> [Task brief] Among the entries below, how many lines have the string "struct" in them? Only the number should be given.

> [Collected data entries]
use super::graph::DependencyGraph;
use crate::array::{ArrayCodec, TypedArrayCodec};
use crate::codec::{Codec, CodecRef, Encoding};
use crate::dict::DictCodec;
use crate::error::CompileError;
use crate::record::{FieldLayout, Fields, MapCodec, ObjectCodec, Slot};
use crate::scalar::ScalarCodec;
use crate::vector::VectorCodec;
use indexmap::IndexMap;
use num_traits::ToPrimitive;
use std::collections::HashMap;
use std::sync::Arc;
use tessera_types::{BinaryKind, ScalarKind, Schema, SchemaKind};
use tracing::{debug, trace};

const TAG_FIELD_NAME: &str = "tag";

/// Everything one successful compile produced, not yet visible to the registry.
#[derive(Debug)]
pub struct Compiled {
    pub root: CodecRef,
    pub codecs: IndexMap<String, CodecRef>,
    pub tags: Vec<(u8, String, CodecRef)>,
}

/// Compiles one schema tree against the codecs registered so far.
///
/// Results are staged in the compiler. A failure anywhere drops the whole stage.
pub struct Compiler<'r> {
    registered: &'r HashMap<String, CodecRef>,
    staged: IndexMap<String, CodecRef>,
    tags: Vec<(u8, String, CodecRef)>,
}

impl<'r> Compiler<'r> {
    pub fn new(registered: &'r HashMap<String, CodecRef>) -> Self {
        Self {
            registered,
            staged: IndexMap::new(),
            tags: vec![],
        }
    }

    pub fn run(mut self, root: &Schema) -> Result<Compiled, CompileError> {
        let graph = DependencyGraph::build(root, self.registered)?;
        let order = graph.order()?;
        trace!(nodes = graph.len(), ?order, "Resolved compile order");

        for id in order {
            let Some(schema) = graph.node(id) else {
                continue;
            };
            let codec = self.compile_body(schema, id)?;
            debug!(
                id,
                kind = codec.kind_name(),
                fixed_len = ?codec.fixed_len(),
                "Compiled codec"
            );
            self.staged.insert(id.to_string(), codec);
        }

        let root_context = root.id.as_deref().unwrap_or("<root>");
        let root = self.resolve(root, root_context)?;
        Ok(Compiled {
            root,
            codecs: self.staged,
            tags: self.tags,
        })
    }

    fn lookup(&self, id: &str) -> Option<CodecRef> {
        self.staged
            .get(id)
            .or_else(|| self.registered.get(id))
            .map(Arc::clone)
    }

    /// A named or referenced node resolves to the codec compiled for it. Anything
    /// else is compiled in place.
    fn resolve(&mut self, schema: &Schema, context: &str) -> Result<CodecRef, CompileError> {
        if let Some(reference) = &schema.reference {
            return self
                .lookup(reference)
                .ok_or_else(|| CompileError::UnknownReference(reference.clone()));
        }
        if let Some(codec) = schema.id.as_deref().and_then(|id| self.lookup(id)) {
            return Ok(codec);
        }
        self.compile_body(schema, context)
    }

    fn compile_body(&mut self, schema: &Schema, context: &str) -> Result<CodecRef, CompileError> {
        let Some(kind) = schema.kind else {
            return Err(CompileError::MissingKind {
                context: context.into(),
            });
        };
        let codec = match kind {
            SchemaKind::Boolean | SchemaKind::Integer | SchemaKind::Number => {
                let scalar_kind = ScalarKind::resolve(kind, schema.btype).ok_or_else(|| {
                    CompileError::UnsupportedKind {
                        context: context.into(),
                    }
                })?;
                Codec::Scalar(ScalarCodec::Number(scalar_kind))
            }
            SchemaKind::String => {
                let max_len = schema.max_length;
                match schema.btype {
                    None => Codec::Scalar(ScalarCodec::Text { max_len }),
                    Some(BinaryKind::Binary) => Codec::Scalar(ScalarCodec::Binary { max_len }),
                    Some(_) => {
                        return Err(CompileError::UnsupportedKind {
                            context: context.into(),
                        })
                    }
                }
            }
            SchemaKind::Array => self.compile_array(schema, context)?,
            SchemaKind::Object => match schema.btype {
                None => self.compile_object(schema, context)?,
                Some(BinaryKind::Map) => self.compile_map(schema, context)?,
                Some(BinaryKind::Dict) => self.compile_dict(schema, context)?,
                Some(_) => {
                    return Err(CompileError::UnsupportedKind {
                        context: context.into(),
                    })
                }
            },
        };
        let codec = Arc::new(codec);
        self.stage_tag(&codec, context)?;
        Ok(codec)
    }

    /* Containers */

    fn compile_array(&mut self, schema: &Schema, context: &str) -> Result<Codec, CompileError> {
        let item_context = format!("{context}[]");
        let item_schema = schema
            .items
            .as_deref()
            .ok_or_else(|| CompileError::MissingKind {
                context: item_context.clone(),
            })?;
        let item = self.resolve(item_schema, &item_context)?;

        if schema.btype == Some(BinaryKind::Vector) {
            return Ok(Codec::Vector(VectorCodec::new(item, schema.max_items)));
        }
        if let Some(btype) = schema.btype {
            return Err(CompileError::UnsupportedKind {
                context: format!("{context} ({btype:?})"),
            });
        }

        let len = schema.max_items.ok_or_else(|| CompileError::UnboundedArray {
            context: context.into(),
        })?;
        if let Codec::Scalar(ScalarCodec::Number(kind)) = &*item {
            if kind.is_numeric() {
                let kind = *kind;
                return Ok(Codec::TypedArray(TypedArrayCodec::new(item, kind, len)));
            }
        }
        let item_len = fixed_slot_len(&item, &item_context)?;
        Ok(Codec::Array(ArrayCodec::new(item, item_len, len)))
    }

    /* Records */

    fn compile_object(&mut self, schema: &Schema, context: &str) -> Result<Codec, CompileError> {
        let mut fields = Fields::default();
        let mut cursor = 0;
        for (name, field_schema) in schema.properties.iter() {
            let field_context = format!("{context}.{name}");
            let codec = self.resolve(field_schema, &field_context)?;
            let len = fixed_slot_len(&codec, &field_context)?;
            let slot = Slot::Fixed { start: cursor, len };
            fields.push(field_layout(name, field_schema, codec, slot));
            cursor += len;
        }
        Ok(Codec::Object(ObjectCodec::new(fields)))
    }

    /// Required fields are packed first, in declaration order. Optional fields are
    /// numbered in declaration order too.
    fn compile_map(&mut self, schema: &Schema, context: &str) -> Result<Codec, CompileError> {
        let mut fields = Fields::default();
        let mut cursor = 0;
        let mut ordinal = 0;
        let (required, optional) = schema
            .properties
            .iter()
            .partition::<Vec<_>, _>(|(name, _)| schema.is_required(name));
        for (name, field_schema) in required {
            let field_context = format!("{context}.{name}");
            let codec = self.resolve(field_schema, &field_context)?;
            let len = fixed_slot_len(&codec, &field_context)?;
            let slot = Slot::Fixed { start: cursor, len };
            fields.push(field_layout(name, field_schema, codec, slot));
            cursor += len;
        }
        for (name, field_schema) in optional {
            let codec = self.resolve(field_schema, &format!("{context}.{name}"))?;
            let slot = Slot::Optional { ordinal };
            fields.push(field_layout(name, field_schema, codec, slot));
            ordinal += 1;
        }
        Ok(Codec::Map(MapCodec::new(fields)))
    }

    fn compile_dict(&mut self, schema: &Schema, context: &str) -> Result<Codec, CompileError> {
        let key_context = format!("{context}{{key}}");
        let key_schema = schema
            .property_names
            .as_deref()
            .ok_or_else(|| CompileError::MissingKind {
                context: key_context.clone(),
            })?;
        let key = self.resolve(key_schema, &key_context)?;
        let key_len = fixed_slot_len(&key, &key_context)?;

        let value_context = format!("{context}{{value}}");
        let value_schema = schema
            .additional_properties
            .as_deref()
            .ok_or_else(|| CompileError::MissingKind {
                context: value_context.clone(),
            })?;
        let value = self.resolve(value_schema, &value_context)?;
        Ok(Codec::Dict(DictCodec::new(key, key_len, value)))
    }

    /// A record whose `tag` field has a default is also registered under that
    /// default. Tags are read back from byte 0, so that is where the field must be.
    fn stage_tag(&mut self, codec: &CodecRef, context: &str) -> Result<(), CompileError> {
        let Some(layout) = codec.fields().and_then(|fields| fields.by_name(TAG_FIELD_NAME)) else {
            return Ok(());
        };
        let Some(default) = &layout.default else {
            return Ok(());
        };
        let tag = match (layout.slot, default.to_u64()) {
            (Slot::Fixed { start: 0, len: 1 }, Some(tag)) => u8::try_from(tag).ok(),
            _ => None,
        };
        let tag = tag.ok_or_else(|| CompileError::MisplacedTag(context.into()))?;
        self.tags.push((tag, context.into(), Arc::clone(codec)));
        Ok(())
    }
}

fn field_layout(name: &str, field_schema: &Schema, codec: CodecRef, slot: Slot) -> FieldLayout {
    FieldLayout {
        name: name.into(),
        codec,
        slot,
        default: field_schema.default_datum(),
        max_len: field_schema.max_length,
    }
}

/// The size a field or item occupies when it must sit at a fixed offset.
fn fixed_slot_len(codec: &Codec, context: &str) -> Result<usize, CompileError> {
    if let Some(len) = codec.fixed_len() {
        return Ok(len);
    }
    let context = context.to_string();
    match codec {
        Codec::Scalar(ScalarCodec::Text { .. } | ScalarCodec::Binary { .. }) => {
            Err(CompileError::UnboundedString { context })
        }
        _ => Err(CompileError::NotFixedSize { context }),
    }
}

> [Response] 2